For Asian American Actors, Playing a Hot Mess Is Liberating

Here’s the latest from The New York Times

Forget the pious immigrant family drama. Films and shows like “Joy Ride,” “Beef” and “Shortcomings” are finally exploring all dimensions of the experience.

Ashley Park did not tell her mother much about the drugs, the sex or any of the other debauchery in “Joy Ride,” the over-the-top comedy in which she is co-starring.

So perhaps it was understandable when, at South by Southwest, just before the Lionsgate film was set to premiere, Park’s mother approached one of the screenwriters, Teresa Hsiao, with a question: If swear words were removed, would the movie still have to be rated R?

“Teresa was like, ‘Oh, I don’t even know how to explain it,’” Park recalled in an interview.
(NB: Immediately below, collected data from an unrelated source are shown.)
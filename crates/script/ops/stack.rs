//! Constant pushes and stack manipulation.

use crate::{
    error::ScriptError,
    num::{decode_num, encode_num, is_truthy},
    stack::Stack,
};

// Constants

pub fn op_0(stack: &mut Stack) -> Result<bool, ScriptError> {
    stack.push(encode_num(0));
    Ok(true)
}

pub fn op_1negate(stack: &mut Stack) -> Result<bool, ScriptError> {
    stack.push(encode_num(-1));
    Ok(true)
}

/// OP_1 through OP_16 push their small number.
pub fn op_small_num(stack: &mut Stack, num: i64) -> Result<bool, ScriptError> {
    stack.push(encode_num(num));
    Ok(true)
}

// Alt stack

pub fn op_toaltstack(stack: &mut Stack, altstack: &mut Stack) -> Result<bool, ScriptError> {
    altstack.push(stack.pop()?);
    Ok(true)
}

pub fn op_fromaltstack(stack: &mut Stack, altstack: &mut Stack) -> Result<bool, ScriptError> {
    stack.push(altstack.pop().map_err(|_| ScriptError::AltStackUnderflow)?);
    Ok(true)
}

// Stack manipulation

pub fn op_2drop(stack: &mut Stack) -> Result<bool, ScriptError> {
    stack.require(2)?;
    stack.pop()?;
    stack.pop()?;
    Ok(true)
}

pub fn op_2dup(stack: &mut Stack) -> Result<bool, ScriptError> {
    stack.require(2)?;
    let (second, top) = (stack.peek(1)?.to_vec(), stack.peek(0)?.to_vec());
    stack.push(second);
    stack.push(top);
    Ok(true)
}

pub fn op_3dup(stack: &mut Stack) -> Result<bool, ScriptError> {
    stack.require(3)?;
    for depth in [2, 2, 2] {
        // Each push moves the originals one deeper.
        let element = stack.peek(depth)?.to_vec();
        stack.push(element);
    }
    Ok(true)
}

/// `x1 x2 x3 x4 -> x1 x2 x3 x4 x1 x2`
pub fn op_2over(stack: &mut Stack) -> Result<bool, ScriptError> {
    stack.require(4)?;
    let (a, b) = (stack.peek(3)?.to_vec(), stack.peek(2)?.to_vec());
    stack.push(a);
    stack.push(b);
    Ok(true)
}

/// `x1 x2 x3 x4 x5 x6 -> x3 x4 x5 x6 x1 x2`
pub fn op_2rot(stack: &mut Stack) -> Result<bool, ScriptError> {
    stack.require(6)?;
    let a = stack.remove(5)?;
    let b = stack.remove(4)?;
    stack.push(a);
    stack.push(b);
    Ok(true)
}

/// `x1 x2 x3 x4 -> x3 x4 x1 x2`
pub fn op_2swap(stack: &mut Stack) -> Result<bool, ScriptError> {
    stack.require(4)?;
    let a = stack.remove(3)?;
    let b = stack.remove(2)?;
    stack.push(a);
    stack.push(b);
    Ok(true)
}

pub fn op_ifdup(stack: &mut Stack) -> Result<bool, ScriptError> {
    let top = stack.peek(0)?;
    if is_truthy(top) {
        let copy = top.to_vec();
        stack.push(copy);
    }
    Ok(true)
}

pub fn op_depth(stack: &mut Stack) -> Result<bool, ScriptError> {
    stack.push(encode_num(stack.len() as i64));
    Ok(true)
}

pub fn op_drop(stack: &mut Stack) -> Result<bool, ScriptError> {
    stack.pop()?;
    Ok(true)
}

pub fn op_dup(stack: &mut Stack) -> Result<bool, ScriptError> {
    let top = stack.peek(0)?.to_vec();
    stack.push(top);
    Ok(true)
}

/// `x1 x2 -> x2`
pub fn op_nip(stack: &mut Stack) -> Result<bool, ScriptError> {
    stack.remove(1)?;
    Ok(true)
}

/// `x1 x2 -> x1 x2 x1`
pub fn op_over(stack: &mut Stack) -> Result<bool, ScriptError> {
    let second = stack.peek(1)?.to_vec();
    stack.push(second);
    Ok(true)
}

pub fn op_pick(stack: &mut Stack) -> Result<bool, ScriptError> {
    let n = decode_num(&stack.pop()?)?;
    let depth = usize::try_from(n).map_err(|_| ScriptError::StackUnderflow)?;
    let element = stack.peek(depth)?.to_vec();
    stack.push(element);
    Ok(true)
}

pub fn op_roll(stack: &mut Stack) -> Result<bool, ScriptError> {
    let n = decode_num(&stack.pop()?)?;
    let depth = usize::try_from(n).map_err(|_| ScriptError::StackUnderflow)?;
    let element = stack.remove(depth)?;
    stack.push(element);
    Ok(true)
}

/// `x1 x2 x3 -> x2 x3 x1`
pub fn op_rot(stack: &mut Stack) -> Result<bool, ScriptError> {
    let element = stack.remove(2)?;
    stack.push(element);
    Ok(true)
}

pub fn op_swap(stack: &mut Stack) -> Result<bool, ScriptError> {
    let element = stack.remove(1)?;
    stack.push(element);
    Ok(true)
}

/// `x1 x2 -> x2 x1 x2`
pub fn op_tuck(stack: &mut Stack) -> Result<bool, ScriptError> {
    stack.require(2)?;
    let top = stack.peek(0)?.to_vec();
    stack.insert(2, top)?;
    Ok(true)
}

/// Pushes the byte length of the top element without consuming it.
pub fn op_size(stack: &mut Stack) -> Result<bool, ScriptError> {
    let len = stack.peek(0)?.len();
    stack.push(encode_num(len as i64));
    Ok(true)
}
Moviegoers will be able to decide for themselves when their irreverent movie opens Friday. Compared with “The Joy Luck Club” and “Crazy Rich Asians,” in which the most egregious transgressions involved earning poor grades or simply being middle class, the threesomes and cocaine reveries of “Joy Ride” are eye-popping. Arriving in the months after “Everything Everywhere All at Once” made Oscar history with its best-picture win, “Joy Ride” is one of several film and TV projects to present Asian American characters who are both deeply flawed and fully fleshed out….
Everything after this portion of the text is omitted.